=== Input for this task ===
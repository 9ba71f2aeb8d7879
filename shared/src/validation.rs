//! Input validation helpers
//!
//! Request types derive `validator::Validate`; these helpers turn the
//! resulting errors into a single client-facing message.

use validator::ValidationErrors;

/// Flatten validation errors into `field: message` pairs, sorted by field
pub fn describe_errors(errors: &ValidationErrors) -> String {
    let mut parts: Vec<String> = errors
        .field_errors()
        .into_iter()
        .flat_map(|(field, errs)| {
            errs.iter()
                .map(|err| {
                    let detail = err
                        .message
                        .as_ref()
                        .map(|m| m.to_string())
                        .unwrap_or_else(|| format!("failed {} check", err.code));
                    format!("{}: {}", field, detail)
                })
                .collect::<Vec<_>>()
        })
        .collect();

    parts.sort();
    parts.join(", ")
}

/// Parse a path identifier, rejecting anything that is not a plain integer
pub fn parse_id(raw: &str) -> Result<i64, String> {
    raw.parse::<i64>()
        .map_err(|_| format!("Invalid identifier: {}", raw))
}
//! Route definitions for the studio API
//!
//! This module organizes all API routes and applies middleware.

use crate::state::AppState;
use axum::{
    http::{header, Method},
    routing::get,
    Router,
};
use std::time::Duration;
use tower_http::{
    compression::CompressionLayer,
    cors::{Any, CorsLayer},
    request_id::{MakeRequestUuid, PropagateRequestIdLayer, SetRequestIdLayer},
    timeout::TimeoutLayer,
    trace::TraceLayer,
};

mod auth;
mod health;
mod session;
mod teacher;
mod user;


pub use auth::auth_routes;
pub use session::session_routes;
pub use teacher::teacher_routes;
pub use user::user_routes;

/// Create the main application router with all middleware
pub fn create_router(state: AppState) -> Router {
    Router::new()
        .route("/health", get(health::health_check))
        .route("/health/ready", get(health::readiness_check))
        .route("/health/live", get(health::liveness_check))
        .nest("/api", api_routes())
        // Apply middleware layers
        .layer(CompressionLayer::new())
        .layer(TimeoutLayer::new(Duration::from_secs(30)))
        .layer(
            CorsLayer::new()
                .allow_origin(Any)
                .allow_methods([Method::GET, Method::POST, Method::PUT, Method::DELETE])
                .allow_headers([header::CONTENT_TYPE, header::AUTHORIZATION]),
        )
        .layer(PropagateRequestIdLayer::x_request_id())
        .layer(SetRequestIdLayer::x_request_id(MakeRequestUuid))
        .layer(TraceLayer::new_for_http())
        .with_state(state)
}

/// API routes
fn api_routes() -> Router<AppState> {
    Router::new()
        .nest("/auth", auth_routes())
        .nest("/session", session_routes())
        .nest("/teacher", teacher_routes())
        .nest("/user", user_routes())
}
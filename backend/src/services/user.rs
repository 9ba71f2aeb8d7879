//! User account lookup and deletion

use crate::error::ApiError;
use crate::repositories::{UserRecord, UserRepository};
use tracing::info;

pub struct UserService;

impl UserService {
    pub async fn find_by_id(
        users: &dyn UserRepository,
        id: i64,
    ) -> Result<Option<UserRecord>, ApiError> {
        users.find_by_id(id).await.map_err(ApiError::Internal)
    }

    /// Fetch a user that must exist
    pub async fn get(users: &dyn UserRepository, id: i64) -> Result<UserRecord, ApiError> {
        Self::find_by_id(users, id)
            .await?
            .ok_or_else(|| ApiError::NotFound(format!("User {} not found", id)))
    }

    /// Delete a user account; the account's enrollments go with it
    pub async fn delete(users: &dyn UserRepository, id: i64) -> Result<(), ApiError> {
        users.delete_by_id(id).await.map_err(ApiError::Internal)?;
        info!(user_id = id, "User deleted");
        Ok(())
    }
}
===
### [Exercise instructions]
Starting at the line above that contains "use crate::state::AppState;", write out each line exactly until the line that contains "pub struct UserService;" has been written, and stop there.

### [Written answer]
use crate::state::AppState;
use axum::{
    http::{header, Method},
    routing::get,
    Router,
};
use std::time::Duration;
use tower_http::{
    compression::CompressionLayer,
    cors::{Any, CorsLayer},
    request_id::{MakeRequestUuid, PropagateRequestIdLayer, SetRequestIdLayer},
    timeout::TimeoutLayer,
    trace::TraceLayer,
};

mod auth;
mod health;
mod session;
mod teacher;
mod user;


pub use auth::auth_routes;
pub use session::session_routes;
pub use teacher::teacher_routes;
pub use user::user_routes;

/// Create the main application router with all middleware
pub fn create_router(state: AppState) -> Router {
    Router::new()
        .route("/health", get(health::health_check))
        .route("/health/ready", get(health::readiness_check))
        .route("/health/live", get(health::liveness_check))
        .nest("/api", api_routes())
        // Apply middleware layers
        .layer(CompressionLayer::new())
        .layer(TimeoutLayer::new(Duration::from_secs(30)))
        .layer(
            CorsLayer::new()
                .allow_origin(Any)
                .allow_methods([Method::GET, Method::POST, Method::PUT, Method::DELETE])
                .allow_headers([header::CONTENT_TYPE, header::AUTHORIZATION]),
        )
        .layer(PropagateRequestIdLayer::x_request_id())
        .layer(SetRequestIdLayer::x_request_id(MakeRequestUuid))
        .layer(TraceLayer::new_for_http())
        .with_state(state)
}

/// API routes
fn api_routes() -> Router<AppState> {
    Router::new()
        .nest("/auth", auth_routes())
        .nest("/session", session_routes())
        .nest("/teacher", teacher_routes())
        .nest("/user", user_routes())
}
filename backend/src/services/user.rs
repository 9ba71f2aeb8d7879
//! User account lookup and deletion

use crate::error::ApiError;
use crate::repositories::{UserRecord, UserRepository};
use tracing::info;

pub struct UserService;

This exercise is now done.